Under the Final Rule, plans may – but are not required to – count financial support offered by pharmaceutical manufacturers to enrollees toward the annual limit on cost-sharing. Insurers can choose to count or not count coupons toward cost-sharing limits regardless of whether the coupon is for a brand drug and, if so, regardless of whether the brand-name drug does or does not have a generic equivalent.
According to CMS, this will allow plans to have flexibility to determine whether to include or exclude coupon amounts from the annual limit on cost-sharing, irrespective of whether a generic equivalent is available. States will also have discretion to require state-regulated plans to count direct support offered by manufacturers toward the annual limit on cost-sharing, or to exclude the amounts from the annual cost-sharing limit.

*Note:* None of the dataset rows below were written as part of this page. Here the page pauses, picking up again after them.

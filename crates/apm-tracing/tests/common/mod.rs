//! Shared fixtures for the instrumentation test suites.
//!
//! `FakeRedis` stands in for a real client: it executes commands against an
//! in-memory store, establishes its connection lazily on the first command,
//! and can be told to fail connection setup or instance resolution.

#![allow(dead_code)]

use apm_core::Config;
use apm_tracing::instrument::{
    Command, InstanceInfo, InstanceResolver, ResolutionError, TracedCall,
};
use apm_tracing::redis;
use apm_tracing::span::TraceNode;
use apm_tracing::transaction::Transaction;
use std::collections::HashMap;

pub const REDIS_HOST: &str = "myhost";
pub const REDIS_PORT: &str = "6379";

/// Installs the agent log formatter once for the whole test binary, so
/// instrumentation warnings surface in suite output.
pub fn init_logging() {
    static INIT: std::sync::Once = std::sync::Once::new();
    INIT.call_once(|| {
        apm_core::logger::init(&Config::default()).expect("logger init failed");
    });
}

#[derive(Debug, thiserror::Error)]
pub enum RedisError {
    #[error("Error connecting to Redis")]
    CannotConnect,
}

pub struct FakeRedis {
    store: HashMap<String, String>,
    connected: bool,
    host: String,
    port_path_or_id: String,
    database: String,
    fail_connect: bool,
    fail_resolution: bool,
}

struct Resolver {
    fail: bool,
    info: InstanceInfo,
}

impl InstanceResolver for Resolver {
    fn resolve(&self) -> Result<InstanceInfo, ResolutionError> {
        if self.fail {
            Err(ResolutionError("stubbed path lookup failure".to_string()))
        } else {
            Ok(self.info.clone())
        }
    }
}

impl Default for FakeRedis {
    fn default() -> Self {
        Self::new()
    }
}

impl FakeRedis {
    /// A client that has not yet established its connection; the first
    /// command triggers a nested connect.
    pub fn new() -> Self {
        init_logging();
        Self {
            store: HashMap::new(),
            connected: false,
            host: REDIS_HOST.to_string(),
            port_path_or_id: REDIS_PORT.to_string(),
            database: "0".to_string(),
            fail_connect: false,
            fail_resolution: false,
        }
    }

    /// A client whose connection is already up, so commands produce no
    /// connect span.
    pub fn connected() -> Self {
        Self {
            connected: true,
            ..Self::new()
        }
    }

    pub fn with_socket_path(mut self, path: &str) -> Self {
        self.port_path_or_id = path.to_string();
        self
    }

    pub fn failing_connect(mut self) -> Self {
        self.fail_connect = true;
        self
    }

    pub fn failing_resolution(mut self) -> Self {
        self.fail_resolution = true;
        self
    }

    fn resolver(&self) -> Resolver {
        Resolver {
            fail: self.fail_resolution,
            info: InstanceInfo {
                host: self.host.clone(),
                port_path_or_id: self.port_path_or_id.clone(),
                database: Some(self.database.clone()),
            },
        }
    }

    fn ensure_connected(&mut self, call: &mut TracedCall<'_>) -> Result<(), RedisError> {
        if self.connected {
            return Ok(());
        }
        let resolver = self.resolver();
        let fail = self.fail_connect;
        call.connect(Some(&resolver), || {
            if fail {
                Err(RedisError::CannotConnect)
            } else {
                Ok(())
            }
        })?;
        self.connected = true;
        Ok(())
    }

    pub fn get(
        &mut self,
        txn: &mut Transaction,
        config: &Config,
        key: &str,
    ) -> Result<Option<String>, RedisError> {
        let operation = redis::command("get", [key]);
        let resolver = self.resolver();
        redis::trace_operation(txn, config, &operation, Some(&resolver), |call| {
            self.ensure_connected(call)?;
            Ok(self.store.get(key).cloned())
        })
    }

    pub fn set(
        &mut self,
        txn: &mut Transaction,
        config: &Config,
        key: &str,
        value: &str,
    ) -> Result<String, RedisError> {
        let operation = redis::command("set", [key, value]);
        let resolver = self.resolver();
        redis::trace_operation(txn, config, &operation, Some(&resolver), |call| {
            self.ensure_connected(call)?;
            self.store.insert(key.to_string(), value.to_string());
            Ok("OK".to_string())
        })
    }

    pub fn del(
        &mut self,
        txn: &mut Transaction,
        config: &Config,
        keys: &[&str],
    ) -> Result<usize, RedisError> {
        let operation = redis::command("del", keys.iter().map(|key| key.to_string()));
        let resolver = self.resolver();
        redis::trace_operation(txn, config, &operation, Some(&resolver), |call| {
            self.ensure_connected(call)?;
            Ok(keys
                .iter()
                .filter(|key| self.store.remove(**key).is_some())
                .count())
        })
    }

    pub fn pipelined(
        &mut self,
        txn: &mut Transaction,
        config: &Config,
        commands: Vec<Command>,
    ) -> Result<Vec<String>, RedisError> {
        let operation = redis::pipeline(commands.clone());
        let resolver = self.resolver();
        redis::trace_operation(txn, config, &operation, Some(&resolver), |call| {
            self.ensure_connected(call)?;
            Ok(commands.iter().map(|command| self.execute(command)).collect())
        })
    }

    pub fn multi(
        &mut self,
        txn: &mut Transaction,
        config: &Config,
        commands: Vec<Command>,
    ) -> Result<Vec<String>, RedisError> {
        let operation = redis::multi(commands.clone());
        let resolver = self.resolver();
        redis::trace_operation(txn, config, &operation, Some(&resolver), |call| {
            self.ensure_connected(call)?;
            Ok(commands.iter().map(|command| self.execute(command)).collect())
        })
    }

    fn execute(&mut self, command: &Command) -> String {
        match command.name() {
            "set" => {
                if let [key, value] = command.args() {
                    self.store.insert(key.clone(), value.clone());
                }
                "OK".to_string()
            }
            "get" => command
                .args()
                .first()
                .and_then(|key| self.store.get(key))
                .cloned()
                .unwrap_or_default(),
            _ => String::new(),
        }
    }
}

/// Depth-first lookup of a span by name within a finalized trace.
pub fn find_node<'a>(node: &'a TraceNode, name: &str) -> Option<&'a TraceNode> {
    if node.name == name {
        return Some(node);
    }
    node.children.iter().find_map(|child| find_node(child, name))
}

For plans that choose to exclude pharmaceutical manufacturer coupons from the annual limit on cost-sharing, CMS encouraged transparency with enrollees. For transparency, CMS encouraged prominently including this information on websites and in brochures, plan summary documents, and other collateral material that consumers may use to select and understand their benefits. CMS stated that, if it finds that plans fail to provide such transparency, it may consider future rulemaking to require that plans provide this information. CMS also warned plans that they must ensure that policies regarding the application of pharmaceutical manufacturer coupons toward the annual limit on cost-sharing comply with regulations governing uniform, non-discriminatory benefit design.